Eu vi um brilho em seus olhos. Falar sobre atuar é emocionante para ele.

- Eu compreendo o que você diz, mas....

- Mas nada Liani. Se você pensar no "mas", você não é Catilde.

Mirei o colchão e balbuciei, afirmando.

- Foi por isso que eu perdi a personagem.

- Infelizmente sim. Eu não sabia que ele iria te dispensar. Fiquei sabendo que a Simone estava dando duro, fazendo fisioterapia para melhorar rapidamente, ensaiando por conta própria, tudo para voltar mais rápido, mas achava que ela voltaria no final da temporada, ou iria revesar com você.

- Gabriel me disse que já estava ensaiando com ela quando me pedia para não ir passar as cenas.

- Ele não me contou isso. Ele me ligou desesperado ontem, uma hora depois que eu te deixei e me contou que você saiu desesperada de lá. Ele disse que estava preocupado, pois você estava muito nervosa e achou que você pudesse cometer uma loucura.

- Contar sobre o caso dele com a protagonista?

- Coisas que acontecem nos bastidores, ficam nos bastidores, Liani. Aprenda isso. A vida é dele, ele faz o que ele quiser e você não deve se meter.

- Isso vale para a vida real também.

- Apesar de as vezes a gente não seguir as regras, não é?

Entendi o que ele quis dizer, mas não bati de frente. Apenas desconversei.

- Eu voltei toda desesperada para casa. Nem peguei um táxi ou um ônibus. Vim a pé, transtornada, pensando que tudo só dá errado para mim.

- Por isso ficou doente.

- Doente?

- Você acordou no meio da noite, chorando, tremendo, febril. Eu fiquei um pouco desesperado. Pensei em te levar para o hospital, mas daí lembrei do William, que mora no andar debaixo.

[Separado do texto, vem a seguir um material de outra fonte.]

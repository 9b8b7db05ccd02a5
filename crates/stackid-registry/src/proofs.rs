//! Social proof verification
//!
//! A profile lists external accounts under `account[]`, each optionally
//! pointing at a public post (`proofUrl`) that names the owner. Proofs are
//! checked either by the remote validation service or locally by fetching
//! each post.

use async_trait::async_trait;
use futures::future::join_all;
use serde::Deserialize;
use serde_json::{json, Value};
use stackid_ledger::Verification;
use std::sync::Arc;

use crate::config::{ProofMode, RegistryConfig};
use crate::error::ProofCheckError;
use crate::transport::{HttpRequest, HttpTransport};

#[async_trait]
pub trait ProofValidator: Send + Sync {
    async fn validate(
        &self,
        profile: &Value,
        address: &str,
        username: Option<&str>,
    ) -> Result<Vec<Verification>, ProofCheckError>;
}

/// Build the validator selected by `config.proof_mode`
pub fn validator_for(
    config: &RegistryConfig,
    transport: Arc<dyn HttpTransport>,
) -> Arc<dyn ProofValidator> {
    match config.proof_mode {
        ProofMode::Service => Arc::new(ProofService::new(
            transport,
            config.proof_validation_url.clone(),
        )),
        ProofMode::Local => Arc::new(LocalProofChecker::new(transport)),
    }
}

/// Remote validation service
pub struct ProofService {
    transport: Arc<dyn HttpTransport>,
    url: String,
}

#[derive(Debug, Deserialize)]
struct ServiceProof {
    service: String,
    identifier: String,
    #[serde(default, alias = "proofUrl")]
    proof_url: Option<String>,
    #[serde(default)]
    valid: bool,
}

impl ProofService {
    pub fn new(transport: Arc<dyn HttpTransport>, url: String) -> Self {
        Self { transport, url }
    }
}

#[async_trait]
impl ProofValidator for ProofService {
    async fn validate(
        &self,
        profile: &Value,
        address: &str,
        username: Option<&str>,
    ) -> Result<Vec<Verification>, ProofCheckError> {
        let mut body = json!({ "profile": profile, "address": address });
        if let Some(username) = username {
            body["username"] = json!(username);
        }

        let response = self
            .transport
            .send(HttpRequest::post_json(&self.url, body))
            .await
            .map_err(|source| ProofCheckError::Transport {
                address: address.to_string(),
                source,
            })?;
        if !response.is_success() {
            return Err(ProofCheckError::Status {
                address: address.to_string(),
                status: response.status,
            });
        }

        let proofs: Vec<ServiceProof> =
            response
                .json(&self.url)
                .map_err(|e| ProofCheckError::Decode {
                    address: address.to_string(),
                    reason: e.to_string(),
                })?;
        log::debug!("{} proofs checked for {}", proofs.len(), address);

        Ok(proofs
            .into_iter()
            .map(|p| Verification {
                service: p.service,
                identifier: p.identifier,
                proof_url: p.proof_url,
                valid: p.valid,
                error: None,
            })
            .collect())
    }
}

/// Account claim from a profile
#[derive(Debug, Clone, PartialEq, Eq)]
pub struct AccountClaim {
    pub service: String,
    pub identifier: String,
    pub proof_url: Option<String>,
}

/// Account claims listed by a profile
pub fn account_claims(profile: &Value) -> Vec<AccountClaim> {
    let Some(accounts) = profile.get("account").and_then(Value::as_array) else {
        return Vec::new();
    };
    accounts
        .iter()
        .filter_map(|account| {
            let service = account.get("service")?.as_str()?;
            let identifier = account.get("identifier")?.as_str()?;
            Some(AccountClaim {
                service: service.to_string(),
                identifier: identifier.to_string(),
                proof_url: account
                    .get("proofUrl")
                    .and_then(Value::as_str)
                    .map(str::to_string),
            })
        })
        .collect()
}

/// Checks proofs by fetching each proof post
pub struct LocalProofChecker {
    transport: Arc<dyn HttpTransport>,
}

impl LocalProofChecker {
    pub fn new(transport: Arc<dyn HttpTransport>) -> Self {
        Self { transport }
    }

    async fn check(&self, claim: AccountClaim, address: &str, username: Option<&str>) -> Verification {
        let Some(url) = claim.proof_url.clone() else {
            return Verification::invalid(&claim.service, &claim.identifier, None);
        };

        let response = match self.transport.send(HttpRequest::get(&url)).await {
            Ok(response) => response,
            Err(e) => {
                log::warn!("Proof {} for {} unreachable: {}", url, address, e);
                return Verification::unchecked(&claim.service, &claim.identifier, Some(url), e.to_string());
            }
        };
        if !response.is_success() {
            return Verification::unchecked(
                &claim.service,
                &claim.identifier,
                Some(url),
                format!("status {}", response.status),
            );
        }

        let mentions_owner = response.body.contains(address)
            || username.is_some_and(|name| response.body.contains(name));
        if mentions_owner {
            Verification::valid(&claim.service, &claim.identifier, Some(url))
        } else {
            Verification::invalid(&claim.service, &claim.identifier, Some(url))
        }
    }
}

#[async_trait]
impl ProofValidator for LocalProofChecker {
    async fn validate(
        &self,
        profile: &Value,
        address: &str,
        username: Option<&str>,
    ) -> Result<Vec<Verification>, ProofCheckError> {
        let checks = account_claims(profile)
            .into_iter()
            .map(|claim| self.check(claim, address, username));
        Ok(join_all(checks).await)
    }
}
//! End-to-end identity flows against a scripted registry node.
//!
//! Keys are derived from a fixed recovery phrase so every profile token is
//! signed by a real identity address.

use bitcoin::Network;
use serde_json::json;
use stackid_core::{
    derive_address, derive_chain, parse_mnemonic, ChainKeychain, ChainPurpose, DerivedKeypair,
    MasterKeychain,
};
use stackid_ledger::{
    AccountLedger, IdentityBook, IdentityUpdate, LedgerError, LedgerEvent, WithdrawalEvent,
    WithdrawalState,
};
use stackid_registry::transport::mock::MockTransport;
use stackid_registry::{
    make_zone_file, sign_profile, BroadcastRequest, BroadcastStatus, Broadcaster, Method,
    NameBroadcasts, NameOperation, ProfileResolver, RegistryConfig, WalletClient,
};
use std::sync::Arc;
use std::time::Duration;

const PHRASE: &str =
    "legal winner thank year wave sausage worth useful legal winner thank yellow";

struct Account {
    identity: ChainKeychain,
    keypairs: Vec<DerivedKeypair>,
}

fn account(count: u32) -> Account {
    let mnemonic = parse_mnemonic(PHRASE).unwrap();
    let master = MasterKeychain::from_mnemonic(&mnemonic, "", Network::Bitcoin).unwrap();
    let identity = derive_chain(&master, ChainPurpose::Identity).unwrap();
    let keypairs = (0..count)
        .map(|i| derive_address(&identity, i).unwrap())
        .collect();
    Account { identity, keypairs }
}

fn addresses(account: &Account) -> Vec<String> {
    account.keypairs.iter().map(|k| k.address.clone()).collect()
}

fn profile(name: &str) -> serde_json::Value {
    json!({
        "@type": "Person",
        "name": name,
        "account": [
            {"service": "twitter", "identifier": name.to_lowercase(), "proofUrl": "https://twitter.example/1"},
            {"service": "github", "identifier": name.to_lowercase()},
        ]
    })
}

/// Publish `name` for `keypair` with a signed profile behind a zone file
fn register(transport: &MockTransport, config: &RegistryConfig, name: &str, keypair: &DerivedKeypair) {
    let profile_url = format!("https://storage.example/{}/profile.json", name);
    transport.on_get(&config.address_url(&keypair.address), json!({ "names": [name] }));
    transport.on_get(
        &config.name_url(name),
        json!({
            "zonefile": make_zone_file(name, &profile_url),
            "address": keypair.address,
            "expire_block": 720_000,
        }),
    );
    let secret = keypair.private_key.as_ref().unwrap();
    transport.on_get(&profile_url, sign_profile(&profile(name), secret).unwrap());
}

/// Proof service that confirms only the twitter claim
fn proof_service(transport: &MockTransport, config: &RegistryConfig) {
    transport.respond(
        Method::Post,
        &config.proof_validation_url,
        200,
        json!([
            {"service": "twitter", "identifier": "alice", "proofUrl": "https://twitter.example/1", "valid": true},
            {"service": "github", "identifier": "alice", "valid": false},
        ])
        .to_string(),
    );
}

#[tokio::test]
async fn test_refresh_with_one_failed_address() {
    let account = account(3);
    let addresses = addresses(&account);
    let config = RegistryConfig::default();
    let transport = Arc::new(MockTransport::new());

    register(&transport, &config, "alice.id", &account.keypairs[0]);
    proof_service(&transport, &config);
    transport.fail(Method::Get, &config.address_url(&addresses[1]), "connection reset");
    transport.on_get(&config.address_url(&addresses[2]), json!({ "names": [] }));
    // Hold back the first lookup so completion order differs from index order
    transport.delay(&config.address_url(&addresses[0]), Duration::from_millis(30));

    let resolver = ProfileResolver::new(config.clone(), transport.clone());
    let batch = resolver.resolve_for_addresses(&addresses).await;
    assert_eq!(batch.failures().count(), 1);
    assert_eq!(batch.failures().next().unwrap().0, addresses[1]);

    // Updates land one at a time; nothing rejects
    let mut book = IdentityBook::for_addresses(&addresses);
    for update in batch.into_updates() {
        book = book.apply(update).unwrap();
    }

    let alice = book.get(0).unwrap();
    assert_eq!(alice.username.as_deref(), Some("alice.id"));
    assert_eq!(alice.profile.as_ref().unwrap()["name"], "alice.id");
    assert_eq!(alice.expire_block, Some(720_000));
    assert_eq!(alice.trust_level, 1);
    assert_eq!(alice.verifications.len(), 2);
    assert!(alice.last_error.is_none());

    let failed = book.get(1).unwrap();
    assert!(failed.profile.is_none());
    assert!(failed.last_error.as_ref().unwrap().contains("connection reset"));

    let unnamed = book.get(2).unwrap();
    assert!(unnamed.username.is_none());
    assert!(unnamed.last_error.is_none());
}

#[tokio::test]
async fn test_failed_refresh_keeps_previous_profile() {
    let account = account(1);
    let addresses = addresses(&account);
    let config = RegistryConfig::default();

    // First refresh succeeds
    let healthy = Arc::new(MockTransport::new());
    register(&healthy, &config, "alice.id", &account.keypairs[0]);
    proof_service(&healthy, &config);
    let batch = ProfileResolver::new(config.clone(), healthy)
        .resolve_for_addresses(&addresses)
        .await;
    let book = IdentityBook::for_addresses(&addresses)
        .apply_all(batch.into_updates())
        .unwrap();

    // Second refresh hits an outage
    let down = Arc::new(MockTransport::new());
    down.fail(Method::Get, &config.address_url(&addresses[0]), "timed out");
    let batch = ProfileResolver::new(config, down)
        .resolve_for_addresses(&addresses)
        .await;
    let after = book.apply_all(batch.into_updates()).unwrap();

    let record = after.get(0).unwrap();
    assert_eq!(record.username.as_deref(), Some("alice.id"));
    assert_eq!(record.profile, book.get(0).unwrap().profile);
    assert_eq!(record.trust_level, 1);
    assert!(record.last_error.is_some());
}

#[tokio::test]
async fn test_proof_service_outage_keeps_verifications() {
    let account = account(1);
    let addresses = addresses(&account);
    let config = RegistryConfig::default();
    let transport = Arc::new(MockTransport::new());
    register(&transport, &config, "alice.id", &account.keypairs[0]);
    transport.respond(Method::Post, &config.proof_validation_url, 503, "unavailable");

    let batch = ProfileResolver::new(config, transport)
        .resolve_for_addresses(&addresses)
        .await;
    assert_eq!(batch.failures().count(), 0);

    let updates = batch.into_updates();
    assert!(updates
        .iter()
        .all(|u| !matches!(u, IdentityUpdate::VerificationsUpdated { .. })));
    let book = IdentityBook::for_addresses(&addresses)
        .apply_all(updates)
        .unwrap();
    assert!(book.get(0).unwrap().profile.is_some());
    assert_eq!(book.get(0).unwrap().trust_level, 0);
}

#[tokio::test]
async fn test_public_identity_lookup() {
    let account = account(1);
    let config = RegistryConfig::default();
    let transport = Arc::new(MockTransport::new());
    register(&transport, &config, "alice.id", &account.keypairs[0]);
    proof_service(&transport, &config);

    let identity = ProfileResolver::new(config, transport)
        .fetch_public_identity("alice.id")
        .await;
    assert_eq!(identity.record.owner_address, account.keypairs[0].address);
    assert_eq!(identity.record.trust_level, 1);

    let book = IdentityBook::new()
        .apply(IdentityUpdate::PublicIdentityUpdated(identity))
        .unwrap();
    assert!(book.public.contains_key("alice.id"));
    assert!(book.local.is_empty());
}

#[tokio::test]
async fn test_zone_file_update_and_transfer_broadcast() {
    let account = account(2);
    let config = RegistryConfig {
        core_api_password: Some("hunter2".into()),
        ..RegistryConfig::default()
    };
    let transport = Arc::new(MockTransport::new());
    transport.respond(Method::Put, &config.zone_file_url("alice.id"), 200, "{}");
    transport.respond(
        Method::Put,
        &config.transfer_url("bob.id"),
        400,
        json!({ "error": "name is not owned by this key" }).to_string(),
    );

    let requests = vec![
        BroadcastRequest {
            name: "alice.id".into(),
            keypair: account.keypairs[0].clone(),
            operation: NameOperation::ZoneFileUpdate {
                zone_file: make_zone_file("alice.id", "https://storage.example/alice.json"),
            },
        },
        BroadcastRequest {
            name: "bob.id".into(),
            keypair: account.keypairs[1].clone(),
            operation: NameOperation::Transfer {
                new_owner_address: "1BoatSLRHtKNngkdXEeobR76b53LETtpyT".into(),
            },
        },
    ];

    let broadcaster = Broadcaster::new(config, transport.clone());
    let (statuses, results) = broadcaster
        .broadcast_all(&NameBroadcasts::new(), &requests)
        .await;

    assert_eq!(results.len(), 2);
    assert!(results[0].1.is_ok());
    assert!(results[1].1.is_err());
    assert_eq!(statuses.status("alice.id"), Some(&BroadcastStatus::Broadcasted));
    assert!(matches!(
        statuses.status("bob.id"),
        Some(BroadcastStatus::BroadcastError(reason)) if reason.contains("not owned")
    ));

    for request in transport.requests() {
        assert_eq!(request.method, Method::Put);
        assert_eq!(request.header("Authorization"), Some("bearer hunter2"));
        let owner_key = request.body.as_ref().unwrap()["owner_key"].as_str().unwrap();
        assert!(owner_key.ends_with("01"));
    }
}

#[tokio::test]
async fn test_balances_and_withdrawal_flow() {
    let account = account(1);
    let mnemonic = parse_mnemonic(PHRASE).unwrap();
    let master = MasterKeychain::from_mnemonic(&mnemonic, "", Network::Bitcoin).unwrap();
    let payment = derive_chain(&master, ChainPurpose::Payment).unwrap();

    let ledger = AccountLedger::new()
        .apply(LedgerEvent::AccountCreated {
            encrypted_secret: stackid_core::SecretCodec::new(stackid_core::KdfParams {
                m_cost: 1024,
                t_cost: 1,
                p_cost: 1,
            })
            .unwrap()
            .encrypt(PHRASE.as_bytes(), "pw")
            .unwrap(),
            identity_public_keychain: account.identity.public_keychain(),
            payment_public_keychain: payment.public_keychain(),
            first_identity_keypair: account.keypairs[0].public_only(),
            first_payment_address: derive_address(&payment, 0).unwrap().address,
        })
        .unwrap()
        .apply(LedgerEvent::NextPaymentAddressUsed)
        .unwrap();
    let payment_addresses = ledger.payment.addresses.clone();

    let config = RegistryConfig {
        core_api_password: Some("hunter2".into()),
        ..RegistryConfig::default()
    };
    let transport = Arc::new(MockTransport::new());
    transport.on_get(
        &config.balance_url(&payment_addresses[0]),
        json!({ "balance": 0.5, "unconfirmedBalance": 0.25 }),
    );
    transport.on_get(&config.balance_url(&payment_addresses[1]), json!({ "balance": 1.0 }));
    transport.on_get(&config.wallet_payment_address_url, json!({ "address": "1CoreWallet" }));
    transport.on_get(
        &config.balance_url("1CoreWallet"),
        json!({ "balance": 0.1, "unconfirmedBalance": 0.05 }),
    );
    transport.respond(
        Method::Post,
        &config.core_wallet_withdraw_url,
        200,
        json!({ "transaction_hash": "ab".repeat(32) }).to_string(),
    );

    let wallet = WalletClient::new(config, transport);

    // Payment balances count confirmed funds only
    let ledger = ledger
        .apply(wallet.refresh_balances(&payment_addresses).await.unwrap())
        .unwrap();
    assert_eq!(ledger.payment.balances.total, 1.5);

    let ledger = ledger
        .apply(wallet.core_wallet_address().await.unwrap())
        .unwrap();
    let core_address = ledger.core_wallet.address.clone().unwrap();
    let ledger = ledger
        .apply(wallet.core_wallet_balance(&core_address).await.unwrap())
        .unwrap();
    assert!((ledger.core_wallet.balance - 0.15).abs() < 1e-9);

    let events = wallet
        .withdraw(&ledger.core_wallet.withdrawal, &payment_addresses[0])
        .await
        .unwrap();
    let ledger = ledger
        .apply_all(events.into_iter().map(LedgerEvent::Withdrawal))
        .unwrap();
    assert_eq!(
        ledger.core_wallet.withdrawal,
        WithdrawalState::Success {
            recipient: payment_addresses[0].clone()
        }
    );
}

#[tokio::test]
async fn test_withdrawal_rejected_by_node() {
    let config = RegistryConfig {
        core_api_password: Some("hunter2".into()),
        ..RegistryConfig::default()
    };
    let transport = Arc::new(MockTransport::new());
    transport.respond(
        Method::Post,
        &config.core_wallet_withdraw_url,
        200,
        json!({ "error": "Insufficient funds" }).to_string(),
    );

    let events = WalletClient::new(config, transport)
        .withdraw(&WithdrawalState::Idle, "1Recipient")
        .await
        .unwrap();
    let state = events
        .iter()
        .try_fold(WithdrawalState::Idle, |state, event| state.transition(event))
        .unwrap();
    assert!(matches!(
        state,
        WithdrawalState::Error { ref reason, .. } if reason.contains("Insufficient funds")
    ));
}

#[tokio::test]
async fn test_second_withdrawal_refused_while_in_flight() {
    let config = RegistryConfig {
        core_api_password: Some("hunter2".into()),
        ..RegistryConfig::default()
    };
    let transport = Arc::new(MockTransport::new());
    transport.respond(
        Method::Post,
        &config.core_wallet_withdraw_url,
        200,
        json!({ "transaction_hash": "cd".repeat(32) }).to_string(),
    );
    let wallet = WalletClient::new(config, transport.clone());

    let ledger = AccountLedger::new()
        .apply(LedgerEvent::Withdrawal(WithdrawalEvent::StartBuild {
            recipient: "1First".into(),
        }))
        .unwrap();
    assert!(ledger.core_wallet.withdrawal.in_progress());

    let err = wallet
        .withdraw(&ledger.core_wallet.withdrawal, "1Second")
        .await
        .unwrap_err();
    assert!(matches!(err, LedgerError::Rejected(_)));
    assert!(transport.requests().is_empty());
}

Há alguns anos, o Leandro se cortou aqui no apartamento, daí ele me ajudou, achando que o Leandro fosse meu primo e que estava passando um tempo no Rio. Então, ontem, eu perguntei dele para o porteiro e por sorte ele ainda mora aqui. Ele é médico e te atendeu, me dando até um remédio que ele tinha em casa.

- Ah, isso me faz lembrar de algo e talvez..., sei lá, acho que eu delirei, deve ter sido por causa da febre. E..., ele fez tudo de graça?

- E você acha que as pessoas saem de suas camas, duas horas da manhã, para atender alguém de graça?

Sorri e ele também.

- Desculpa.

- Não precisa. Mudando de assunto, você precisa continuar ensaiando e melhorar a parte de humilhação.

- Hã?

- Gabriel me falou que te deu dois dias de apresentação, para compensar você de ter trabalhado como atriz fixa ganhando salário de figurante.

- Eu não vou cons...

- Eu vou te ajudar.

Satisfação. Alegria. Gratidão. Tudo eu sentia. Até podia imaginar a cor voltando para o meu rosto.

- Obrigada.

- Não por isso.

- Então pelo quê? Você está me tratando tão bem. Tão gentil, carinhoso. Nem parece o Marcos que vivia implicando comigo.

Ele não respondeu. Ficamos nos olhando e por um momento eu pensei na ideia do clima se formando, pois nossas cabeças se aproximaram, deixando nossos rostos próximos. Pensei no beijo que iria acontecer. Só que tudo isso foi por um momento apenas, pois Marcos estragou tudo como sempre, falando com sua voz suave, doce e séria, num sussurro.

- Acontece que o Marcos não mudou. Não passou pela sua cabeça que eu só estou sendo gentil, carinhoso, por causa do plano? Por causa das fotos e da gravação?

Então ele se afastou e saiu do quarto. Mais uma vez a vontade de socá-lo me passou pela cabeça.

Por que ele é assim? Uma hora ele é um amor, o fofo nas novelas, o romântico dos filmes, o sedutor dos teatros. Na outra, ele é o carrasco que arranca meu fôlego e depois pisa em cima do meu coração.

Aaaaah! O que está dando em mim? Eu nem devia pensar em gostar deste cara. Isto não deve acontecer! É somente um plano. Nada é um conto de fadas ou um filme de Hollywood! Nada é...assim.